▼
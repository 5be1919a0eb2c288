use sisypho_core::{Config, Paths};
use sisypho_tools::{BackendRegistry, CallOutcome};

/// One capability call, printed as JSON.
pub async fn run(tool: &str, args: Option<&str>, backend: Option<&str>) -> anyhow::Result<()> {
    let arguments = serde_json::Value::Object(super::parse_object(args)?);
    let paths = Paths::new();
    let config = Config::load_or_default(&paths)?;
    let mut registry = BackendRegistry::from_config(&config, &paths);

    let outcome = registry.call(tool, arguments, backend).await;
    registry.cleanup().await;

    match outcome {
        CallOutcome::Failed(e) => anyhow::bail!("{}", e),
        CallOutcome::NoResult => println!("(no result)"),
        CallOutcome::Payload(payload) => {
            println!("{}", serde_json::to_string_pretty(&payload.into_value())?);
        }
    }
    Ok(())
}
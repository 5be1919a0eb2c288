use std::path::PathBuf;

/// Environment variable that relocates the accessibility driver in packaged builds.
pub const RESOURCES_ENV: &str = "RESOURCES_PATH";

const ACCESSIBILITY_SERVER_BIN: &str = "AccessibilityMCPServer";

#[derive(Debug, Clone)]
pub struct Paths {
    pub base: PathBuf,
}

impl Paths {
    pub fn new() -> Self {
        let base = dirs::home_dir()
            .map(|h| h.join(".sisypho"))
            .unwrap_or_else(|| PathBuf::from(".sisypho"));
        Self { base }
    }

    pub fn with_base(base: PathBuf) -> Self {
        Self { base }
    }

    pub fn config_file(&self) -> PathBuf {
        self.base.join("config.json")
    }

    pub fn skills_dir(&self) -> PathBuf {
        self.base.join("skills")
    }

    pub fn recordings_dir(&self) -> PathBuf {
        self.base.join("recordings")
    }

    pub fn recording_session_dir(&self, stamp: &str) -> PathBuf {
        self.recordings_dir().join(stamp)
    }

    pub fn workbooks_dir(&self) -> PathBuf {
        self.base.join("workbooks")
    }

    /// Where a bundled fallback browser is unpacked.
    pub fn browsers_dir(&self) -> PathBuf {
        self.base.join("browsers")
    }

    /// Locate the accessibility driver executable.
    ///
    /// A packaged deployment sets `RESOURCES_PATH`; a source checkout has the
    /// driver under one of the swift build directories.
    pub fn accessibility_server(&self) -> PathBuf {
        if let Ok(resources) = std::env::var(RESOURCES_ENV) {
            if !resources.is_empty() {
                return PathBuf::from(resources).join(ACCESSIBILITY_SERVER_BIN);
            }
        }

        let servers_root = std::env::current_dir()
            .unwrap_or_else(|_| PathBuf::from("."))
            .join("integrations")
            .join("macos")
            .join("servers");
        accessibility_server_in(&servers_root)
    }

    pub fn ensure_dirs(&self) -> std::io::Result<()> {
        std::fs::create_dir_all(&self.base)?;
        std::fs::create_dir_all(self.skills_dir())?;
        std::fs::create_dir_all(self.recordings_dir())?;
        std::fs::create_dir_all(self.workbooks_dir())?;
        Ok(())
    }
}

impl Default for Paths {
    fn default() -> Self {
        Self::new()
    }
}

/// First existing build output under `servers_root`, else the generic release path.
fn accessibility_server_in(servers_root: &std::path::Path) -> PathBuf {
    let candidates = [
        ".build/arm64-apple-macosx/release",
        ".build/x86_64-apple-macosx/release",
        ".build/release",
    ];
    for dir in candidates {
        let candidate = servers_root.join(dir).join(ACCESSIBILITY_SERVER_BIN);
        if candidate.exists() {
            return candidate;
        }
    }
    servers_root
        .join(".build/release")
        .join(ACCESSIBILITY_SERVER_BIN)
}

#[cfg(test)]
mod tests {
    use super::*;

    #[test]
    fn test_layout_under_base() {
        let paths = Paths::with_base(PathBuf::from("/tmp/sisypho-test"));
        assert_eq!(paths.config_file(), PathBuf::from("/tmp/sisypho-test/config.json"));
        assert_eq!(
            paths.recording_session_dir("20240101_120000"),
            PathBuf::from("/tmp/sisypho-test/recordings/20240101_120000")
        );
    }

    #[test]
    fn test_accessibility_server_prefers_existing_build() {
        let dir = tempfile::tempdir().unwrap();
        let x86 = dir.path().join(".build/x86_64-apple-macosx/release");
        std::fs::create_dir_all(&x86).unwrap();
        std::fs::write(x86.join(ACCESSIBILITY_SERVER_BIN), b"").unwrap();

        let found = accessibility_server_in(dir.path());
        assert_eq!(found, x86.join(ACCESSIBILITY_SERVER_BIN));
    }

    #[test]
    fn test_accessibility_server_falls_back_to_release() {
        let dir = tempfile::tempdir().unwrap();
        let found = accessibility_server_in(dir.path());
        assert_eq!(
            found,
            dir.path().join(".build/release").join(ACCESSIBILITY_SERVER_BIN)
        );
    }
}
▲
▶ EXERCISE AIM
Restate, word for word, the listing above from its first line through the line that contains "pub async fn", keeping both of those lines.

▶ EXPECTED ANSWER
repository 5be1919a0eb2c288
use sisypho_core::{Config, Paths};
use sisypho_tools::{BackendRegistry, CallOutcome};

/// One capability call, printed as JSON.
pub async fn run(tool: &str, args: Option<&str>, backend: Option<&str>) -> anyhow::Result<()> {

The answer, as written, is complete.